An another motivation announced for this seems to be a parody of this techno-scientist headlong rush: unlike our beloved planet, the Moon has an important amount of helium-3. This resource might be useful for nuclear fusion, a method we still can’t make work despite enormous investments we have been putting in it since decades! So, in summary, and this is serious, we would jump into a hazardous operation to exploit a resource we might eventually need if we manage to make an even more hazardous thing work…
It’s an another nice and pretty caricature of the destructive madness of growth imagination: how to use more and more technology to solve problems created by technology, while forgetting the initial question: how to live better? The answers can often be found here and now, in conviviality and simplicity. Things we cannot solve here, on our beautiful blue planet full of live and sharing, will not be easier on Mars or in an another galaxy!
We need to cure from the “cyclome of the electric razor”
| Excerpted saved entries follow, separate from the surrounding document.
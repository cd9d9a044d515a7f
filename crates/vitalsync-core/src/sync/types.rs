//! Core types for health data synchronization.

use std::collections::{BTreeMap, BTreeSet};

use chrono::{DateTime, Duration, Utc};
use serde::{Deserialize, Serialize};

use crate::health::{HealthDataType, SensorError};

/// Upload payloads larger than this are rejected before any network I/O.
pub const MAX_UPLOAD_BYTES: usize = 5 * 1024 * 1024;

/// Phase of a sync pass.
#[derive(Debug, Clone, Copy, Default, PartialEq, Eq, Serialize, Deserialize)]
#[serde(rename_all = "snake_case")]
pub enum SyncPhase {
    #[default]
    Idle,
    Querying,
    Uploading,
    Done,
    Failed,
}

/// Progress of the current sync pass. Rebuilt per attempt, never persisted.
#[derive(Debug, Clone, Default, PartialEq, Serialize)]
pub struct SyncProgress {
    pub current_type: Option<HealthDataType>,
    pub completed_types: BTreeSet<HealthDataType>,
    pub phase: SyncPhase,
    /// Number of data types requested for this pass.
    pub total_types: usize,
}

impl SyncProgress {
    pub fn new(total_types: usize) -> Self {
        Self {
            total_types,
            ..Self::default()
        }
    }

    /// Completed types plus the final upload step, over the pass's step count.
    pub fn fraction_completed(&self) -> f64 {
        let done_step = usize::from(self.phase == SyncPhase::Done);
        let steps = self.total_types + 1;
        (self.completed_types.len() + done_step) as f64 / steps as f64
    }
}

/// Time range covered by one sync pass.
#[derive(Debug, Clone, Copy, PartialEq, Eq, Serialize, Deserialize)]
pub struct SyncWindow {
    pub start: DateTime<Utc>,
    pub end: DateTime<Utc>,
}

impl SyncWindow {
    pub fn new(start: DateTime<Utc>, end: DateTime<Utc>) -> Self {
        Self { start, end }
    }

    /// The `days` days leading up to `end`, or `None` if the start would
    /// fall outside the representable date range.
    pub fn trailing(end: DateTime<Utc>, days: u32) -> Option<Self> {
        Self::ending_at(end, Duration::days(i64::from(days)))
    }

    /// The span of length `length` ending at `end`, if representable.
    pub fn ending_at(end: DateTime<Utc>, length: Duration) -> Option<Self> {
        end.checked_sub_signed(length).map(|start| Self { start, end })
    }
}

/// Server acknowledgement of an upload.
#[derive(Debug, Clone, Default, PartialEq, Serialize, Deserialize)]
pub struct UploadResult {
    #[serde(default)]
    pub status: String,
    #[serde(default)]
    pub message: String,
    /// Records received, keyed by payload field name.
    #[serde(default)]
    pub received_counts: BTreeMap<String, u64>,
    #[serde(default)]
    pub sync_id: String,
}

impl UploadResult {
    /// Records the server acknowledged for `kind`.
    pub fn received(&self, kind: HealthDataType) -> u64 {
        self.received_counts
            .get(kind.wire_field())
            .copied()
            .unwrap_or(0)
    }

    pub fn total_received(&self) -> u64 {
        self.received_counts.values().sum()
    }
}

/// Sync error types.
#[derive(Debug, Clone, PartialEq, thiserror::Error)]
pub enum SyncError {
    #[error("Health data is not available on this device")]
    SourceUnavailable,

    #[error("Access to {} was denied", .0.display_name())]
    AuthorizationDenied(HealthDataType),

    #[error("Health query failed: {0}")]
    QueryFailed(String),

    #[error("Could not encode upload payload: {0}")]
    EncodingFailed(String),

    #[error("Could not decode server response: {0}")]
    DecodingFailed(String),

    #[error("Network error: {0}")]
    NetworkError(String),

    #[error("Server error {status}: {message}")]
    ServerError { status: u16, message: String },

    #[error("Upload payload is too large ({0} bytes)")]
    PayloadTooLarge(usize),
}

impl From<SensorError> for SyncError {
    fn from(err: SensorError) -> Self {
        match err {
            SensorError::Unavailable => SyncError::SourceUnavailable,
            SensorError::AuthorizationDenied(kind) => SyncError::AuthorizationDenied(kind),
            SensorError::Query(cause) => SyncError::QueryFailed(cause),
        }
    }
}

#[cfg(test)]
mod tests {
    use super::*;
    use chrono::TimeZone;

    #[test]
    fn fraction_counts_done_as_a_step() {
        let mut progress = SyncProgress::new(1);
        assert_eq!(progress.fraction_completed(), 0.0);

        progress.completed_types.insert(HealthDataType::Steps);
        assert_eq!(progress.fraction_completed(), 0.5);

        progress.phase = SyncPhase::Done;
        assert_eq!(progress.fraction_completed(), 1.0);
    }

    #[test]
    fn fraction_over_all_types() {
        let mut progress = SyncProgress::new(HealthDataType::ALL.len());
        progress.completed_types.extend(HealthDataType::ALL);
        assert!((progress.fraction_completed() - 6.0 / 7.0).abs() < 1e-9);
    }

    #[test]
    fn trailing_window_spans_requested_days() {
        let end = Utc.with_ymd_and_hms(2024, 1, 8, 12, 0, 0).unwrap();
        let window = SyncWindow::trailing(end, 7).unwrap();
        assert_eq!(window.start, Utc.with_ymd_and_hms(2024, 1, 1, 12, 0, 0).unwrap());
        assert_eq!(window.end, end);
    }

    #[test]
    fn trailing_window_past_date_range_is_none() {
        let end = Utc.with_ymd_and_hms(2024, 1, 8, 12, 0, 0).unwrap();
        assert!(SyncWindow::trailing(end, u32::MAX).is_none());
        assert!(SyncWindow::ending_at(end, Duration::days(i64::from(u32::MAX))).is_none());
    }

    #[test]
    fn upload_result_reads_counts_by_wire_name() {
        let result: UploadResult = serde_json::from_value(serde_json::json!({
            "status": "ok",
            "message": "Received 5 records",
            "received_counts": {"daily_steps": 1, "heart_rate_samples": 4},
            "sync_id": "abc"
        }))
        .unwrap();
        assert_eq!(result.received(HealthDataType::Steps), 1);
        assert_eq!(result.received(HealthDataType::HeartRate), 4);
        assert_eq!(result.received(HealthDataType::Workouts), 0);
        assert_eq!(result.total_received(), 5);
    }

    #[test]
    fn sensor_errors_map_onto_sync_taxonomy() {
        assert_eq!(SyncError::from(SensorError::Unavailable), SyncError::SourceUnavailable);
        assert_eq!(
            SyncError::from(SensorError::AuthorizationDenied(HealthDataType::Sleep)),
            SyncError::AuthorizationDenied(HealthDataType::Sleep)
        );
        assert_eq!(
            SyncError::AuthorizationDenied(HealthDataType::Spo2).to_string(),
            "Access to Blood Oxygen was denied"
        );
    }
}
//! The single "today" snapshot: day rollover, merge, write-through persistence.

use std::sync::Arc;

use chrono::{DateTime, Utc};

use super::snapshot::{DailySnapshot, MetricUpdate};
use crate::date_codec::DateCodec;
use crate::storage::kv::get_parsed;
use crate::storage::{keys, KeyValueStore};
use crate::sync::TrendSummary;

/// Owner of today's [`DailySnapshot`].
///
/// Not synchronized itself; all access goes through one owner, normally
/// [`MetricsCacheHandle`](super::MetricsCacheHandle). Never fails: persistence
/// errors are logged and the in-memory value stays authoritative.
pub struct DailyMetricsCache {
    store: Arc<dyn KeyValueStore>,
    codec: DateCodec,
    day_key: String,
    snapshot: DailySnapshot,
    trend: Option<TrendSummary>,
}

impl DailyMetricsCache {
    /// Restore the persisted snapshot if it belongs to today's day-key,
    /// otherwise start from the empty snapshot for today.
    pub fn restore(store: Arc<dyn KeyValueStore>, codec: DateCodec, now: DateTime<Utc>) -> Self {
        let day_key = codec.day_key(now);
        let persisted_key = get_parsed::<String>(store.as_ref(), keys::DAILY_DAY_KEY);

        let snapshot = if persisted_key.as_deref() == Some(day_key.as_str()) {
            tracing::debug!(day = %day_key, "restored daily snapshot");
            load_snapshot(store.as_ref())
        } else {
            if let Some(stale) = &persisted_key {
                tracing::debug!(stale = %stale, day = %day_key, "persisted snapshot is from another day");
            }
            DailySnapshot::default()
        };

        Self {
            store,
            codec,
            day_key,
            snapshot,
            trend: None,
        }
    }

    pub fn day_key(&self) -> &str {
        &self.day_key
    }

    pub fn snapshot(&self) -> &DailySnapshot {
        &self.snapshot
    }

    pub fn trend(&self) -> Option<&TrendSummary> {
        self.trend.as_ref()
    }

    pub fn set_trend(&mut self, trend: TrendSummary) {
        self.trend = Some(trend);
    }

    /// Reset to the empty snapshot if `now` falls on a new day. Returns
    /// whether a reset happened; repeated calls for the same day are no-ops.
    pub fn ensure_daily_state(&mut self, now: DateTime<Utc>) -> bool {
        let day_key = self.codec.day_key(now);
        if day_key == self.day_key {
            return false;
        }

        tracing::info!(from = %self.day_key, to = %day_key, "day rollover, resetting daily snapshot");
        self.day_key = day_key;
        self.snapshot = DailySnapshot::default();
        self.persist();
        true
    }

    /// Merge `update` into today's snapshot, rolling over first if needed.
    pub fn apply(&mut self, update: &MetricUpdate, now: DateTime<Utc>) -> &DailySnapshot {
        self.ensure_daily_state(now);
        if self.snapshot.merge(update) {
            self.persist();
        }
        &self.snapshot
    }

    /// Merge `update` only if it was derived for `day_key`. An update for
    /// any other day is dropped after the rollover check.
    pub fn apply_for_day(
        &mut self,
        day_key: &str,
        update: &MetricUpdate,
        now: DateTime<Utc>,
    ) -> &DailySnapshot {
        self.ensure_daily_state(now);
        if day_key != self.day_key {
            tracing::debug!(update_day = %day_key, today = %self.day_key, "dropping update for another day");
            return &self.snapshot;
        }
        if self.snapshot.merge(update) {
            self.persist();
        }
        &self.snapshot
    }

    fn persist(&self) {
        let snap = &self.snapshot;
        let number = |value: Option<f64>| value.map(|v| v.to_string());
        let entries = [
            (keys::DAILY_DAY_KEY, Some(self.day_key.clone())),
            (keys::DAILY_STEPS, Some(snap.steps.to_string())),
            (keys::DAILY_LATEST_HEART_RATE, number(snap.latest_heart_rate)),
            (keys::DAILY_LATEST_SPO2, number(snap.latest_spo2)),
            (keys::DAILY_SLEEP_HOURS, number(snap.sleep_hours)),
            (keys::DAILY_INTAKE_KCAL, number(snap.intake_kcal)),
            (keys::DAILY_BURNED_KCAL, number(snap.burned_kcal)),
            (keys::DAILY_WORKOUT_MINUTES, number(snap.workout_minutes)),
        ];
        if let Err(e) = self.store.write_batch(&entries) {
            tracing::warn!(day = %self.day_key, error = %e, "failed to persist daily snapshot");
        }
    }
}

fn load_snapshot(store: &dyn KeyValueStore) -> DailySnapshot {
    DailySnapshot {
        steps: get_parsed(store, keys::DAILY_STEPS).unwrap_or(0),
        latest_heart_rate: get_parsed(store, keys::DAILY_LATEST_HEART_RATE),
        latest_spo2: get_parsed(store, keys::DAILY_LATEST_SPO2),
        sleep_hours: get_parsed(store, keys::DAILY_SLEEP_HOURS),
        intake_kcal: get_parsed(store, keys::DAILY_INTAKE_KCAL),
        burned_kcal: get_parsed(store, keys::DAILY_BURNED_KCAL),
        workout_minutes: get_parsed(store, keys::DAILY_WORKOUT_MINUTES),
    }
}

#[cfg(test)]
mod tests {
    use super::*;
    use crate::error::StoreError;
    use crate::storage::MemoryStore;
    use chrono::TimeZone;

    fn at(d: u32, h: u32, m: u32) -> DateTime<Utc> {
        Utc.with_ymd_and_hms(2024, 3, d, h, m, 0).unwrap()
    }

    fn cache(store: &Arc<MemoryStore>, now: DateTime<Utc>) -> DailyMetricsCache {
        DailyMetricsCache::restore(store.clone(), DateCodec::utc(), now)
    }

    #[test]
    fn apply_writes_through() {
        let store = Arc::new(MemoryStore::new());
        let mut cache = cache(&store, at(10, 8, 0));
        cache.apply(&MetricUpdate::default().with_steps(1200).with_heart_rate(66.0), at(10, 8, 1));

        assert_eq!(store.get(keys::DAILY_DAY_KEY).unwrap().as_deref(), Some("2024-03-10"));
        assert_eq!(store.get(keys::DAILY_STEPS).unwrap().as_deref(), Some("1200"));
        assert_eq!(store.get(keys::DAILY_LATEST_HEART_RATE).unwrap().as_deref(), Some("66"));
        assert!(store.get(keys::DAILY_LATEST_SPO2).unwrap().is_none());
    }

    #[test]
    fn restore_same_day_recovers_values() {
        let store = Arc::new(MemoryStore::new());
        {
            let mut cache = cache(&store, at(10, 8, 0));
            cache.apply(
                &MetricUpdate::default()
                    .with_steps(3400)
                    .with_spo2(97.5)
                    .with_intake_kcal(640.0),
                at(10, 9, 0),
            );
        }

        let restored = cache(&store, at(10, 21, 0));
        assert_eq!(restored.snapshot().steps, 3400);
        assert_eq!(restored.snapshot().latest_spo2, Some(97.5));
        assert_eq!(restored.snapshot().intake_kcal, Some(640.0));
    }

    #[test]
    fn restore_on_later_day_starts_empty() {
        let store = Arc::new(MemoryStore::new());
        cache(&store, at(10, 8, 0)).apply(&MetricUpdate::default().with_steps(9000), at(10, 23, 0));

        let restored = cache(&store, at(11, 7, 0));
        assert_eq!(restored.day_key(), "2024-03-11");
        assert_eq!(restored.snapshot(), &DailySnapshot::default());
    }

    #[test]
    fn rollover_resets_and_is_idempotent() {
        let store = Arc::new(MemoryStore::new());
        let mut cache = cache(&store, at(10, 23, 0));
        cache.apply(&MetricUpdate::default().with_steps(12_000).with_heart_rate(58.0), at(10, 23, 59));

        assert!(cache.ensure_daily_state(at(11, 0, 1)));
        let once = cache.snapshot().clone();
        assert!(!cache.ensure_daily_state(at(11, 0, 1)));
        assert_eq!(cache.snapshot(), &once);
        assert_eq!(once, DailySnapshot::default());
        assert_eq!(store.get(keys::DAILY_DAY_KEY).unwrap().as_deref(), Some("2024-03-11"));
        assert_eq!(store.get(keys::DAILY_STEPS).unwrap().as_deref(), Some("0"));
        assert!(store.get(keys::DAILY_LATEST_HEART_RATE).unwrap().is_none());
    }

    #[test]
    fn update_after_midnight_lands_in_new_day() {
        let store = Arc::new(MemoryStore::new());
        let mut cache = cache(&store, at(10, 23, 0));
        cache.apply(&MetricUpdate::default().with_steps(12_000), at(10, 23, 30));

        let snap = cache.apply(&MetricUpdate::default().with_steps(40), at(11, 0, 2));
        assert_eq!(snap.steps, 40);
        assert_eq!(cache.day_key(), "2024-03-11");
    }

    #[test]
    fn update_derived_for_previous_day_is_dropped() {
        let store = Arc::new(MemoryStore::new());
        let mut cache = cache(&store, at(10, 23, 0));
        cache.apply_for_day("2024-03-10", &MetricUpdate::default().with_steps(900), at(10, 23, 10));
        assert_eq!(cache.snapshot().steps, 900);

        let snap = cache.apply_for_day(
            "2024-03-10",
            &MetricUpdate::default().with_steps(12_000).with_heart_rate(61.0),
            at(11, 0, 1),
        );
        assert_eq!(snap, &DailySnapshot::default());
        assert_eq!(cache.day_key(), "2024-03-11");
        assert_eq!(store.get(keys::DAILY_STEPS).unwrap().as_deref(), Some("0"));

        let snap = cache.apply_for_day("2024-03-11", &MetricUpdate::default().with_steps(30), at(11, 0, 2));
        assert_eq!(snap.steps, 30);
    }

    struct FailingStore;

    impl KeyValueStore for FailingStore {
        fn get(&self, _key: &str) -> Result<Option<String>, StoreError> {
            Err(StoreError::Locked)
        }
        fn set(&self, _key: &str, _value: &str) -> Result<(), StoreError> {
            Err(StoreError::Locked)
        }
        fn remove(&self, _key: &str) -> Result<(), StoreError> {
            Err(StoreError::Locked)
        }
    }

    #[test]
    fn persistence_failure_keeps_in_memory_value() {
        let mut cache = DailyMetricsCache::restore(Arc::new(FailingStore), DateCodec::utc(), at(10, 8, 0));
        cache.apply(&MetricUpdate::default().with_steps(500), at(10, 8, 5));
        assert_eq!(cache.snapshot().steps, 500);
    }
}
To conclude, while we were walking on the Moon, a visionary economist and a precursor of the Degrowth movement, Nicolas Georgescu-Roegen was publishing his first articles on economic processes and the law of entropy: “we need to cure ourselves from what I called “the cyclome (editor’s note: a mix of cycle and syndrome) of the electric razor” which means you shave faster to have more time to work for a new razor, which shaves even faster, and so forth, endlessly.”